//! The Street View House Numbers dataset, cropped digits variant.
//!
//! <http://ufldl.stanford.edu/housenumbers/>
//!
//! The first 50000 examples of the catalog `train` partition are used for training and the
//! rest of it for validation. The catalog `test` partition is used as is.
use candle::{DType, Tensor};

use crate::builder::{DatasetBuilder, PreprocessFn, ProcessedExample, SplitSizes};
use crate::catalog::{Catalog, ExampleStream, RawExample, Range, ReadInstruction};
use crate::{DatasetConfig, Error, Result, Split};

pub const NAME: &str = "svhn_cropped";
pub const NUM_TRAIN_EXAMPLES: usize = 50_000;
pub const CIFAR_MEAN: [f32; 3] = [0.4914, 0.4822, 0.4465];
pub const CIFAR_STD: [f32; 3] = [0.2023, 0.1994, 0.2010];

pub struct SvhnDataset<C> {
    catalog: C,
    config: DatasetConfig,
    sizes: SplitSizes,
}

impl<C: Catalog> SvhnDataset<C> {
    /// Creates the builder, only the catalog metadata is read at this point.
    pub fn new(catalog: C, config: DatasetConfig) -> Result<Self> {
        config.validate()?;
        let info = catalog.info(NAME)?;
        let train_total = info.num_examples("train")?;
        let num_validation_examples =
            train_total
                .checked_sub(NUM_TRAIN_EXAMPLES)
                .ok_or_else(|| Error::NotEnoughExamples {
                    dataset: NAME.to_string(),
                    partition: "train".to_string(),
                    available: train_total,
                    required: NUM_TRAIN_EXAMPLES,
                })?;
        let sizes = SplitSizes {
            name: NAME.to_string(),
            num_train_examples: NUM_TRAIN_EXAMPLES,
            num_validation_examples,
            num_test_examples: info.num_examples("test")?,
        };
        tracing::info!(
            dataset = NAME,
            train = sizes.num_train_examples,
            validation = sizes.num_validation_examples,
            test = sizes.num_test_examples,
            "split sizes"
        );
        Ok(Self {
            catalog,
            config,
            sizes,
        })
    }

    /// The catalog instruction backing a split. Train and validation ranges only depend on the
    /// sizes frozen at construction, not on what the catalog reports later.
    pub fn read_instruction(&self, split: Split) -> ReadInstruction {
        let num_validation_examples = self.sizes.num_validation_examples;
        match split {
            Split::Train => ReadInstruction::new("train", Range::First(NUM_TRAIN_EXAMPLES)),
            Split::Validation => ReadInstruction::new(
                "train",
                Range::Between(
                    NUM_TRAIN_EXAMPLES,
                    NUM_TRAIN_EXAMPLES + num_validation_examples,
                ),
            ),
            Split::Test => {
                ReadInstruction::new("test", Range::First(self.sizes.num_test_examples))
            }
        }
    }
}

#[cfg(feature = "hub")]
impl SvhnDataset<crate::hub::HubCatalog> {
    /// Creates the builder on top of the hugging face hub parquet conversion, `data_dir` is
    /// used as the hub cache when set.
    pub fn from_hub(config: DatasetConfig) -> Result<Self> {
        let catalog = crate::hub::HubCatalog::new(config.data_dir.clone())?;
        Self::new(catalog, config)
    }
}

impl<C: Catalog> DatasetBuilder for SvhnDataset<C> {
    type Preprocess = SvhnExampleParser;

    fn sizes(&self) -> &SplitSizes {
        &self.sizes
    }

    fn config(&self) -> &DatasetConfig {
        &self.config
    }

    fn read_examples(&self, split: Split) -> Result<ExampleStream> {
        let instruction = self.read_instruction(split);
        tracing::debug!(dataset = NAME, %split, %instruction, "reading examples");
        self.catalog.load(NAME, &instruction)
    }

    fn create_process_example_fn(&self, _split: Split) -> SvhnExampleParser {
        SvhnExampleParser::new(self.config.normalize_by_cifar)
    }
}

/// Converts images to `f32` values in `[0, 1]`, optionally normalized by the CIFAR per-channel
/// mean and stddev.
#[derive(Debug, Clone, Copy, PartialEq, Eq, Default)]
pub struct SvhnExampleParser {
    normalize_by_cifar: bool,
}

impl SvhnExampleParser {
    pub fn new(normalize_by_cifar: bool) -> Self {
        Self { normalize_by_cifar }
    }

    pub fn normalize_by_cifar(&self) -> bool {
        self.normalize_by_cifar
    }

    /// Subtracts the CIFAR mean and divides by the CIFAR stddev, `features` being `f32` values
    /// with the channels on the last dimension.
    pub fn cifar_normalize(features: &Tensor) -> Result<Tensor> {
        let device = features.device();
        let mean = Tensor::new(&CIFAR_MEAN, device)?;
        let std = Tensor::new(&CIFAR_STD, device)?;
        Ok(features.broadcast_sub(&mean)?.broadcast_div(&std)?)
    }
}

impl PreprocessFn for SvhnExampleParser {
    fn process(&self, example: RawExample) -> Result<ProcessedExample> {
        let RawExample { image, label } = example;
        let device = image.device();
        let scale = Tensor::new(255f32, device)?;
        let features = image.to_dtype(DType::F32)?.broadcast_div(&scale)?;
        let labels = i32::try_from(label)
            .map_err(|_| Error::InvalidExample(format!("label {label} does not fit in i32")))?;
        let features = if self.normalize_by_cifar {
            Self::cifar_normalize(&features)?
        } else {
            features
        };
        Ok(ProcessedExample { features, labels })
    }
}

^^^^^^^^^^^^^^^^

▸ GOAL OF THE EXERCISE
May I have all of the records repeated exactly?

▸ SOLUTION
//! The Street View House Numbers dataset, cropped digits variant.
//!
//! <http://ufldl.stanford.edu/housenumbers/>
//!
//! The first 50000 examples of the catalog `train` partition are used for training and the
//! rest of it for validation. The catalog `test` partition is used as is.
use candle::{DType, Tensor};

use crate::builder::{DatasetBuilder, PreprocessFn, ProcessedExample, SplitSizes};
use crate::catalog::{Catalog, ExampleStream, RawExample, Range, ReadInstruction};
use crate::{DatasetConfig, Error, Result, Split};

pub const NAME: &str = "svhn_cropped";
pub const NUM_TRAIN_EXAMPLES: usize = 50_000;
pub const CIFAR_MEAN: [f32; 3] = [0.4914, 0.4822, 0.4465];
pub const CIFAR_STD: [f32; 3] = [0.2023, 0.1994, 0.2010];

pub struct SvhnDataset<C> {
    catalog: C,
    config: DatasetConfig,
    sizes: SplitSizes,
}

impl<C: Catalog> SvhnDataset<C> {
    /// Creates the builder, only the catalog metadata is read at this point.
    pub fn new(catalog: C, config: DatasetConfig) -> Result<Self> {
        config.validate()?;
        let info = catalog.info(NAME)?;
        let train_total = info.num_examples("train")?;
        let num_validation_examples =
            train_total
                .checked_sub(NUM_TRAIN_EXAMPLES)
                .ok_or_else(|| Error::NotEnoughExamples {
                    dataset: NAME.to_string(),
                    partition: "train".to_string(),
                    available: train_total,
                    required: NUM_TRAIN_EXAMPLES,
                })?;
        let sizes = SplitSizes {
            name: NAME.to_string(),
            num_train_examples: NUM_TRAIN_EXAMPLES,
            num_validation_examples,
            num_test_examples: info.num_examples("test")?,
        };
        tracing::info!(
            dataset = NAME,
            train = sizes.num_train_examples,
            validation = sizes.num_validation_examples,
            test = sizes.num_test_examples,
            "split sizes"
        );
        Ok(Self {
            catalog,
            config,
            sizes,
        })
    }

    /// The catalog instruction backing a split. Train and validation ranges only depend on the
    /// sizes frozen at construction, not on what the catalog reports later.
    pub fn read_instruction(&self, split: Split) -> ReadInstruction {
        let num_validation_examples = self.sizes.num_validation_examples;
        match split {
            Split::Train => ReadInstruction::new("train", Range::First(NUM_TRAIN_EXAMPLES)),
            Split::Validation => ReadInstruction::new(
                "train",
                Range::Between(
                    NUM_TRAIN_EXAMPLES,
                    NUM_TRAIN_EXAMPLES + num_validation_examples,
                ),
            ),
            Split::Test => {
                ReadInstruction::new("test", Range::First(self.sizes.num_test_examples))
            }
        }
    }
}

#[cfg(feature = "hub")]
impl SvhnDataset<crate::hub::HubCatalog> {
    /// Creates the builder on top of the hugging face hub parquet conversion, `data_dir` is
    /// used as the hub cache when set.
    pub fn from_hub(config: DatasetConfig) -> Result<Self> {
        let catalog = crate::hub::HubCatalog::new(config.data_dir.clone())?;
        Self::new(catalog, config)
    }
}

impl<C: Catalog> DatasetBuilder for SvhnDataset<C> {
    type Preprocess = SvhnExampleParser;

    fn sizes(&self) -> &SplitSizes {
        &self.sizes
    }

    fn config(&self) -> &DatasetConfig {
        &self.config
    }

    fn read_examples(&self, split: Split) -> Result<ExampleStream> {
        let instruction = self.read_instruction(split);
        tracing::debug!(dataset = NAME, %split, %instruction, "reading examples");
        self.catalog.load(NAME, &instruction)
    }

    fn create_process_example_fn(&self, _split: Split) -> SvhnExampleParser {
        SvhnExampleParser::new(self.config.normalize_by_cifar)
    }
}

/// Converts images to `f32` values in `[0, 1]`, optionally normalized by the CIFAR per-channel
/// mean and stddev.
#[derive(Debug, Clone, Copy, PartialEq, Eq, Default)]
pub struct SvhnExampleParser {
    normalize_by_cifar: bool,
}

impl SvhnExampleParser {
    pub fn new(normalize_by_cifar: bool) -> Self {
        Self { normalize_by_cifar }
    }

    pub fn normalize_by_cifar(&self) -> bool {
        self.normalize_by_cifar
    }

    /// Subtracts the CIFAR mean and divides by the CIFAR stddev, `features` being `f32` values
    /// with the channels on the last dimension.
    pub fn cifar_normalize(features: &Tensor) -> Result<Tensor> {
        let device = features.device();
        let mean = Tensor::new(&CIFAR_MEAN, device)?;
        let std = Tensor::new(&CIFAR_STD, device)?;
        Ok(features.broadcast_sub(&mean)?.broadcast_div(&std)?)
    }
}

impl PreprocessFn for SvhnExampleParser {
    fn process(&self, example: RawExample) -> Result<ProcessedExample> {
        let RawExample { image, label } = example;
        let device = image.device();
        let scale = Tensor::new(255f32, device)?;
        let features = image.to_dtype(DType::F32)?.broadcast_div(&scale)?;
        let labels = i32::try_from(label)
            .map_err(|_| Error::InvalidExample(format!("label {label} does not fit in i32")))?;
        let features = if self.normalize_by_cifar {
            Self::cifar_normalize(&features)?
        } else {
            features
        };
        Ok(ProcessedExample { features, labels })
    }
}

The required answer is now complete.